U.S. scientists have developed a new experimental genetic test that may someday help doctors identify which prostate cancer patients require aggressive treatment.

Most cases of prostate cancers are not life-threatening but there is no reliable method to identify them. This makes it difficult for doctors to decide whether to monitor a prostate cancer patient to see if the disease progresses or to recommend immediate treatment such as surgery or radiation, the Associated Press reported.

As a result, overtreatment is a problem among prostate cancer patients. About 48 prostate cancer patients receive treatment for every life saved, according to Dr. Ronald DePinho of the Dana-Farber Cancer Center in Boston.

In research with mice, DePinho and colleagues found that the combined activity of four genes appeared to be associated with deadly prostate tumors. The team then turned to humans and found that these genes are also associated with lethal prostate cancer in men, the AP reported.
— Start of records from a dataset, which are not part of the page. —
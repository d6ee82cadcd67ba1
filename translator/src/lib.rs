// Copyright 2022-2023 VMware, Inc.
// SPDX-License-Identifier: BSD-2-Clause

//! Translation of bounded, first-order relational formulas to SAT, and the
//! SAT backends it runs on.

// configure clippy
#![allow(clippy::needless_return)]
#![allow(clippy::type_complexity)]
#![deny(clippy::uninlined_format_args)]
// documentation-related lints (only checked when running rustdoc)
#![warn(missing_docs)]
#![allow(rustdoc::private_intra_doc_links)]
#![deny(rustdoc::broken_intra_doc_links)]

pub mod circuit;
pub mod external;
pub mod matrix;
pub mod sat;
pub mod translate;
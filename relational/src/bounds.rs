// Copyright 2022-2023 VMware, Inc.
// SPDX-License-Identifier: BSD-2-Clause

//! Lower and upper bounds on the value of every relation of a problem.

use std::{collections::BTreeMap, sync::Arc};
use thiserror::Error;

use crate::{
    syntax::{ExprBinOp, ExprUOp, Expression, Formula, Relation},
    universe::{TupleSet, Universe},
};

/// The bounds of a single relation. The lower bound is always a subset of
/// the upper bound.
#[derive(Debug, Clone, PartialEq, Eq)]
pub struct RelationBounds {
    /// Tuples the relation must contain
    pub lower: TupleSet,
    /// Tuples the relation may contain
    pub upper: TupleSet,
}

impl RelationBounds {
    /// Whether the relation is fully determined by its bounds.
    pub fn is_exact(&self) -> bool {
        self.lower == self.upper
    }
}

/// An error in constructing bounds
#[derive(Error, Debug, Clone, PartialEq, Eq)]
pub enum BoundsError {
    /// A tuple set of the wrong arity was given for a relation
    #[error("relation {relation} has arity {expected} but was bounded by tuples of arity {found}")]
    ArityMismatch {
        /// The relation being bounded
        relation: String,
        /// Its arity
        expected: usize,
        /// The arity of the tuples given
        found: usize,
    },
    /// The lower bound is not contained in the upper bound
    #[error("lower bound of relation {0} is not contained in its upper bound")]
    LowerNotInUpper(String),
    /// A tuple mentions an atom outside the universe
    #[error("bound of relation {0} mentions atoms outside the universe")]
    OutOfUniverse(String),
    /// A symbolic bound mentions something that has no bound itself
    #[error("symbolic bound of relation {0} cannot be approximated: {1}")]
    Symbolic(String, String),
}

/// Bounds for a set of relations over a universe.
#[derive(Debug, Clone)]
pub struct Bounds {
    universe: Arc<Universe>,
    relations: BTreeMap<Relation, RelationBounds>,
    symbolic: BTreeMap<Relation, Expression>,
}

impl Bounds {
    /// Empty bounds over a universe.
    pub fn new(universe: Arc<Universe>) -> Self {
        Self {
            universe,
            relations: BTreeMap::new(),
            symbolic: BTreeMap::new(),
        }
    }

    /// The universe of the bounds.
    pub fn universe(&self) -> &Arc<Universe> {
        &self.universe
    }

    /// Bound `relation` between `lower` and `upper`, replacing any previous
    /// bound.
    pub fn bound(
        &mut self,
        relation: &Relation,
        lower: TupleSet,
        upper: TupleSet,
    ) -> Result<(), BoundsError> {
        for ts in [&lower, &upper] {
            if ts.arity() != relation.arity {
                return Err(BoundsError::ArityMismatch {
                    relation: relation.name.clone(),
                    expected: relation.arity,
                    found: ts.arity(),
                });
            }
            if !ts.within(self.universe.size()) {
                return Err(BoundsError::OutOfUniverse(relation.name.clone()));
            }
        }
        if !lower.is_subset(&upper) {
            return Err(BoundsError::LowerNotInUpper(relation.name.clone()));
        }
        self.relations
            .insert(relation.clone(), RelationBounds { lower, upper });
        Ok(())
    }

    /// Bound `relation` to exactly `tuples`.
    pub fn bound_exactly(&mut self, relation: &Relation, tuples: TupleSet) -> Result<(), BoundsError> {
        self.bound(relation, tuples.clone(), tuples)
    }

    /// Bound `relation` from above by the value of an expression over other
    /// relations. The concrete upper bound is an over-approximation of the
    /// expression computed from the other relations' upper bounds, and
    /// [`Bounds::resolve`] returns the constraint that makes it precise.
    pub fn bound_within(&mut self, relation: &Relation, expr: Expression) -> Result<(), BoundsError> {
        let upper = self
            .upper_approximation(&expr)
            .map_err(|e| BoundsError::Symbolic(relation.name.clone(), e))?;
        self.bound(relation, TupleSet::empty(relation.arity), upper)?;
        self.symbolic.insert(relation.clone(), expr);
        Ok(())
    }

    /// The bounds of a relation, if it is bounded.
    pub fn get(&self, relation: &Relation) -> Option<&RelationBounds> {
        self.relations.get(relation)
    }

    /// The lower bound of a relation.
    pub fn lower(&self, relation: &Relation) -> Option<&TupleSet> {
        self.relations.get(relation).map(|b| &b.lower)
    }

    /// The upper bound of a relation.
    pub fn upper(&self, relation: &Relation) -> Option<&TupleSet> {
        self.relations.get(relation).map(|b| &b.upper)
    }

    /// The expression a relation was bounded within, if any.
    pub fn symbolic(&self, relation: &Relation) -> Option<&Expression> {
        self.symbolic.get(relation)
    }

    /// Whether the relation is bounded.
    pub fn contains(&self, relation: &Relation) -> bool {
        self.relations.contains_key(relation)
    }

    /// Every bounded relation, in order.
    pub fn relations(&self) -> impl Iterator<Item = &Relation> {
        self.relations.keys()
    }

    /// Every bounded relation with its bounds, in order.
    pub fn iter(&self) -> impl Iterator<Item = (&Relation, &RelationBounds)> {
        self.relations.iter()
    }

    /// The static (non-mutable) relations.
    pub fn static_relations(&self) -> impl Iterator<Item = &Relation> {
        self.relations.keys().filter(|r| !r.mutable)
    }

    /// The mutable relations.
    pub fn mutable_relations(&self) -> impl Iterator<Item = &Relation> {
        self.relations.keys().filter(|r| r.mutable)
    }

    /// The implicit constraints imposed by symbolic bounds. Mutable
    /// relations are constrained in every state.
    pub fn resolve(&self) -> Formula {
        Formula::and(self.symbolic.iter().map(|(r, e)| {
            let f = Formula::subset(r, e.clone());
            if r.mutable || e.is_temporal() {
                Formula::always(f)
            } else {
                f
            }
        }))
    }

    /// Remove the bounds of relations that do not satisfy `keep`.
    pub fn retain<F>(&mut self, keep: F)
    where
        F: Fn(&Relation) -> bool,
    {
        self.relations.retain(|r, _| keep(r));
        self.symbolic.retain(|r, _| keep(r));
    }

    /// Over-approximate the value of an expression from the upper bounds of
    /// the relations it mentions.
    pub fn upper_approximation(&self, expr: &Expression) -> Result<TupleSet, String> {
        Ok(match expr {
            Expression::Relation(r) => self
                .upper(r)
                .cloned()
                .ok_or_else(|| format!("unbounded relation {}", r.name))?,
            Expression::Var(v) => return Err(format!("free variable {}", v.name)),
            Expression::Constant(ts) => ts.clone(),
            Expression::Univ => self.universe.all(1),
            Expression::Iden => self.universe.iden(),
            Expression::None(arity) => TupleSet::empty(*arity),
            Expression::UnaryOp(op, e) => {
                let e = self.upper_approximation(e)?;
                match op {
                    ExprUOp::Prime => e,
                    ExprUOp::Transpose => e.transpose(),
                    ExprUOp::Closure => e.closure(),
                    ExprUOp::ReflexiveClosure => e.closure().union(&self.universe.iden()),
                }
            }
            Expression::BinOp(op, lhs, rhs) => {
                let lhs = self.upper_approximation(lhs)?;
                let rhs = self.upper_approximation(rhs)?;
                match op {
                    ExprBinOp::Union | ExprBinOp::Override => lhs.union(&rhs),
                    ExprBinOp::Intersection => lhs.intersection(&rhs),
                    // the subtracted part may be smaller than its upper bound
                    ExprBinOp::Difference => lhs,
                    ExprBinOp::Join => lhs.join(&rhs),
                    ExprBinOp::Product => lhs.product(&rhs),
                }
            }
            Expression::Ite(_, then, else_) => self
                .upper_approximation(then)?
                .union(&self.upper_approximation(else_)?),
        })
    }
}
Diagnosis of life-threatening prostate cancer was 91 percent accurate when the experimental gene test was used with the standard combination of current indicators: age at diagnosis; indications of tumor spread; and an assessment of tumor cells under a microscope (Gleason score). This compares to an accuracy of 84 percent for the standard approach alone.

The results were published online Wednesday in the journal Nature.

While experts praised the research, they also said more work is needed.

"It's early still but it's pretty exciting," Cleveland Clinic's Dr. Eric Klein told the AP. "This is a step in the right direction, without question."

The research is "extremely interesting, promising, amazing work," said Dr. Angelo De Marzo, a professor of pathology, oncology and urology at the Johns Hopkins School of Medicine in Baltimore.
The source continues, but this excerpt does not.